What needs to be done:
A line below contains "let line: serde_json::Value", and a later one contains "filename src/rate_limit/bucket.rs". Repeat both, with every line between them, exactly.

Dataset content:

[Start of section]

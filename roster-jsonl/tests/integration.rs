use roster::prelude::*;
use roster::telemetry::{AdmissionEvent, ClientEvent};
use roster_jsonl::JsonlSink;
use tower_service::Service;

#[tokio::test]
async fn writes_json_lines() {
    let dir = tempfile::tempdir().unwrap();
    let path = dir.path().join("events.jsonl");
    let mut sink = JsonlSink::new(&path);

    sink.call(ClientEvent::Admission(AdmissionEvent::Rejected {
        operation: "create_user",
        capacity: 10,
    }))
    .await
    .unwrap();

    let contents = std::fs::read_to_string(&path).expect("file");
    let line: serde_json::Value = serde_json::from_str(contents.trim_end()).unwrap();
    assert_eq!(line["kind"], "admission_rejected");
    assert_eq!(line["capacity"], 10);
}

#[tokio::test]
async fn manager_events_are_appended_in_order() {
    let dir = tempfile::tempdir().unwrap();
    let path = dir.path().join("manager.jsonl");
    let manager = UserManager::builder(InMemoryExecutor::new())
        .limiter(UnlimitedLimiter::new())
        .sink(JsonlSink::new(&path))
        .build();
    manager.init_application("app", "token").await.unwrap();
    manager.create_user(UserCreationParams::new("u1", "neo")).await.unwrap();

    let kinds: Vec<String> = std::fs::read_to_string(&path)
        .unwrap()
        .lines()
        .map(|l| serde_json::from_str::<serde_json::Value>(l).unwrap()["kind"].to_string())
        .collect();
    assert_eq!(
        kinds,
        vec!["\"cache_cleared\"", "\"admission_admitted\"", "\"request_success\""]
    );
}
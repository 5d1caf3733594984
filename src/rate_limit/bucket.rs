use crate::clock::{Clock, TokioClock};
use crate::config::LimiterConfig;
use crate::rate_limit::{Admission, RateLimiter};
use crate::RosterError;
use std::collections::VecDeque;
use std::sync::{Arc, Mutex, MutexGuard, PoisonError, Weak};
use std::time::Duration;
use tokio::sync::oneshot;
use tokio::task::JoinHandle;
use tokio::time::{Instant, MissedTickBehavior};

/// Token bucket admission with leaky bucket pacing.
///
/// - Up to `capacity` units may be admitted and waiting. Tokens come back lazily, one per
///   elapsed `leak_interval`, computed on each `admit()`.
/// - Admitted units are dispatched FIFO. The first unit of a dispatch cycle goes out at
///   once; after that one unit per `leak_interval`.
/// - The cycle ends as soon as the last queued unit is dispatched. The next admission
///   starts a new cycle, whose first unit again goes out at once.
///
/// All bucket state sits behind one mutex. The dispatch timer is a tokio task that only
/// exists while a cycle is active, and it is aborted when the limiter is dropped; units
/// still queued at that point resolve with `LimiterClosed`.
///
/// `admit()` needs a tokio runtime to start the dispatch timer.
#[derive(Debug)]
pub struct LeakyTokenBucket {
    shared: Arc<Shared>,
}

/// Point-in-time view of the bucket, for assertions and diagnostics.
#[derive(Debug, Clone, Copy, PartialEq, Eq)]
pub struct LimiterSnapshot {
    /// Tokens as of the last refill (refill happens lazily on `admit()`).
    pub available_tokens: usize,
    pub capacity: usize,
    /// Admitted units waiting for dispatch.
    pub pending: usize,
    /// True while a dispatch cycle (and its timer) is alive.
    pub processing: bool,
}

#[derive(Debug)]
struct Shared {
    capacity: usize,
    leak_interval: Duration,
    clock: Arc<dyn Clock>,
    state: Mutex<BucketState>,
}

#[derive(Debug)]
struct BucketState {
    available: usize,
    last_refill: Instant,
    pending: VecDeque<oneshot::Sender<()>>,
    processing: bool,
    driver: Option<JoinHandle<()>>,
}

impl BucketState {
    /// Add one token per whole elapsed interval. `last_refill` only moves when at least one
    /// token was added, so partial progress toward the next token is kept.
    fn refill(&mut self, now: Instant, capacity: usize, leak_interval: Duration) -> usize {
        let elapsed = now.saturating_duration_since(self.last_refill);
        let earned = elapsed.as_nanos() / leak_interval.as_nanos();
        let tokens = usize::try_from(earned).unwrap_or(usize::MAX);
        if tokens > 0 {
            self.available = capacity.min(self.available.saturating_add(tokens));
            self.last_refill = now;
        }
        tokens
    }
}

impl LeakyTokenBucket {
    /// Create a full bucket.
    pub fn new(config: LimiterConfig) -> Self {
        Self::with_clock(config, TokioClock)
    }

    /// Create a full bucket whose refill reads time from `clock`.
    pub fn with_clock<C>(config: LimiterConfig, clock: C) -> Self
    where
        C: Clock + 'static,
    {
        let clock: Arc<dyn Clock> = Arc::new(clock);
        let state = BucketState {
            available: config.capacity(),
            last_refill: clock.now(),
            pending: VecDeque::new(),
            processing: false,
            driver: None,
        };
        tracing::debug!(
            capacity = config.capacity(),
            leak_interval = ?config.leak_interval(),
            "rate limiter initialized"
        );
        Self {
            shared: Arc::new(Shared {
                capacity: config.capacity(),
                leak_interval: config.leak_interval(),
                clock,
                state: Mutex::new(state),
            }),
        }
    }

    pub fn capacity(&self) -> usize {
        self.shared.capacity
    }

    pub fn leak_interval(&self) -> Duration {
        self.shared.leak_interval
    }

    pub fn snapshot(&self) -> LimiterSnapshot {
        let state = self.shared.lock_state();
        LimiterSnapshot {
            available_tokens: state.available,
            capacity: self.shared.capacity,
            pending: state.pending.len(),
            processing: state.processing,
        }
    }
}

impl RateLimiter for LeakyTokenBucket {
    fn admit(&self) -> Result<Admission, RosterError> {
        let runtime = tokio::runtime::Handle::try_current()
            .map_err(|e| RosterError::Runtime(e.to_string()))?;
        let shared = &self.shared;
        let now = shared.clock.now();
        let mut state = shared.lock_state();

        let added = state.refill(now, shared.capacity, shared.leak_interval);
        if added > 0 {
            tracing::debug!(added, available = state.available, "tokens refilled");
        }

        if state.available == 0 {
            tracing::warn!(capacity = shared.capacity, "no tokens available; admission rejected");
            return Err(RosterError::RateLimitExceeded { capacity: shared.capacity });
        }

        state.available -= 1;
        let (tx, rx) = oneshot::channel();
        state.pending.push_back(tx);
        tracing::debug!(
            available = state.available,
            pending = state.pending.len(),
            "token consumed"
        );

        if !state.processing {
            state.processing = true;
            let driver = runtime.spawn(drive(Arc::downgrade(shared), shared.leak_interval));
            state.driver = Some(driver);
            tracing::debug!("dispatch cycle started");
        }
        Ok(Admission::pending(rx))
    }
}

impl Shared {
    fn lock_state(&self) -> MutexGuard<'_, BucketState> {
        // Every mutation leaves the state consistent, so a poisoned lock is still usable.
        self.state.lock().unwrap_or_else(PoisonError::into_inner)
    }

    /// Fire the head of the queue. Returns false, ending the cycle, once the queue is empty.
    fn dispatch_next(&self) -> bool {
        let mut state = self.lock_state();
        if let Some(unit) = state.pending.pop_front() {
            // A receiver that was dropped simply ignores its turn.
            let _ = unit.send(());
            tracing::trace!(remaining = state.pending.len(), "unit dispatched");
        }
        if !state.pending.is_empty() {
            return true;
        }
        state.processing = false;
        state.driver = None;
        tracing::debug!("queue drained; dispatch cycle stopped");
        false
    }
}

impl Drop for Shared {
    fn drop(&mut self) {
        let state = self.state.get_mut().unwrap_or_else(PoisonError::into_inner);
        if let Some(driver) = state.driver.take() {
            driver.abort();
        }
        // Dropping the senders resolves outstanding admissions with `LimiterClosed`.
        state.pending.clear();
    }
}

/// Dispatch loop of one cycle: the first tick fires at once, later ticks every `period`.
async fn drive(shared: Weak<Shared>, period: Duration) {
    let mut ticker = tokio::time::interval(period);
    ticker.set_missed_tick_behavior(MissedTickBehavior::Delay);
    loop {
        ticker.tick().await;
        let Some(shared) = shared.upgrade() else {
            return;
        };
        if !shared.dispatch_next() {
            return;
        }
    }
}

[End of section]

Exercise result:
    let line: serde_json::Value = serde_json::from_str(contents.trim_end()).unwrap();
    assert_eq!(line["kind"], "admission_rejected");
    assert_eq!(line["capacity"], 10);
}

#[tokio::test]
async fn manager_events_are_appended_in_order() {
    let dir = tempfile::tempdir().unwrap();
    let path = dir.path().join("manager.jsonl");
    let manager = UserManager::builder(InMemoryExecutor::new())
        .limiter(UnlimitedLimiter::new())
        .sink(JsonlSink::new(&path))
        .build();
    manager.init_application("app", "token").await.unwrap();
    manager.create_user(UserCreationParams::new("u1", "neo")).await.unwrap();

    let kinds: Vec<String> = std::fs::read_to_string(&path)
        .unwrap()
        .lines()
        .map(|l| serde_json::from_str::<serde_json::Value>(l).unwrap()["kind"].to_string())
        .collect();
    assert_eq!(
        kinds,
        vec!["\"cache_cleared\"", "\"admission_admitted\"", "\"request_success\""]
    );
}
repository 5d1caf3733594984
filename src/rate_limit/bucket.rs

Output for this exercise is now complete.